Не любопытно ли? Знаменитое вологодское масло, экстракт трав русского севера, при рождении своем было названо «парижским»! Способ делать масло из топленых сливок открыл уроженец Череповца Н. В. Верещагин, ученый, брат известного живописца. Он же ради сбыта нового продукта пошел на рекламную хитрость. Но смех в том, что масло в самом деле стал потреблять Париж! Правда, под маркой «датского», перекупщики действовали.

Открытие нового способа почти совпало с переворотом, который совершил сепаратор. Он загудел под Вологдой уже через два года после изобретения. Быстрым развитием вологодского маслоделия интересовался, писал о нем Ленин. В канун революции губерния уже насчитывала больше тысячи маслозаводов, маленьких, примитивных, но составляющих вместе нешуточную промышленность.
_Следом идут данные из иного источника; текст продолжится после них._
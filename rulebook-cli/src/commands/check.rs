//! `rulebook check`: validate one JSON document.

use crate::error::{CliError, CliResult};
use rulebook_log::{debug, info};
use rulebook_validation::{ValidateError, Validator, ValidatorConfig, Values};
use std::fs;
use std::io::{self, Read};
use std::path::{Path, PathBuf};

/// Result of a completed check.
#[derive(Debug, Clone, Copy, PartialEq, Eq)]
pub enum Outcome {
    /// Every field passed; the values were printed
    Valid,
    /// At least one field failed; the messages were printed
    Invalid,
}

impl Outcome {
    pub fn exit_code(self) -> i32 {
        match self {
            Outcome::Valid => 0,
            Outcome::Invalid => 1,
        }
    }
}

/// Options of one check run.
#[derive(Debug, Clone)]
pub struct CheckOptions {
    pub input: PathBuf,
    pub rules: Vec<String>,
    pub rules_file: Option<PathBuf>,
    pub locale: String,
    pub locales_dir: Option<PathBuf>,
    pub pretty: bool,
}

pub fn run(options: &CheckOptions) -> CliResult<Outcome> {
    let rules = collect_rules(&options.rules, options.rules_file.as_deref())?;
    if rules.is_empty() {
        return Err(CliError::InvalidArgument(
            "no rules given; use --rule or --rules-file".to_string(),
        ));
    }

    let mut config = ValidatorConfig::from_env().with_locale(&options.locale);
    if let Some(dir) = &options.locales_dir {
        config = config.with_locales_dir(dir);
    }
    let validator = Validator::from_config(&config)?;

    let raw = read_input(&options.input)?;
    debug!(["rules" => rules.len(), "bytes" => raw.len()], "Checking document");

    let (outcome, output) = match validator.validate(&raw, rules.as_slice()) {
        Ok(values) => (Outcome::Valid, values_json(&values)),
        Err(ValidateError::Failed(errors)) => {
            info!(["failed" => errors.len()], "Document rejected");
            (Outcome::Invalid, errors.to_json())
        }
        Err(ValidateError::MalformedInput(reason)) => return Err(CliError::MalformedInput(reason)),
    };

    let rendered = if options.pretty {
        serde_json::to_string_pretty(&output)?
    } else {
        serde_json::to_string(&output)?
    };
    println!("{}", rendered);
    Ok(outcome)
}

fn values_json(values: &Values) -> serde_json::Value {
    serde_json::Value::Object(
        values
            .iter()
            .map(|(field, value)| (field.clone(), value.to_json()))
            .collect(),
    )
}

/// Rules given on the command line, then one per line of the rules file.
/// Blank lines and lines starting with `#` are skipped.
fn collect_rules(inline: &[String], file: Option<&Path>) -> CliResult<Vec<String>> {
    let mut rules = inline.to_vec();
    if let Some(path) = file {
        let text = fs::read_to_string(path)?;
        rules.extend(parse_rules_file(&text));
    }
    Ok(rules)
}

fn parse_rules_file(text: &str) -> impl Iterator<Item = String> + '_ {
    text.lines()
        .map(str::trim)
        .filter(|line| !line.is_empty() && !line.starts_with('#'))
        .map(str::to_string)
}

/// The document text; `-` reads standard input.
fn read_input(path: &Path) -> CliResult<String> {
    if path == Path::new("-") {
        let mut raw = String::new();
        io::stdin().read_to_string(&mut raw)?;
        return Ok(raw);
    }
    Ok(fs::read_to_string(path)?)
}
Да зачем далеко забираться? В двадцать седьмом году Вологодчина выработала триста тысяч пудов масла. Теперь вологодского масла вырабатывают раза в три меньше, но это кажущееся уменьшение производства, потому что товарного молока область дает столько, что его хватило бы на семьсот с лишним тысяч пудов масла. Просто города потребляют цельное молоко, тут и вся разгадка…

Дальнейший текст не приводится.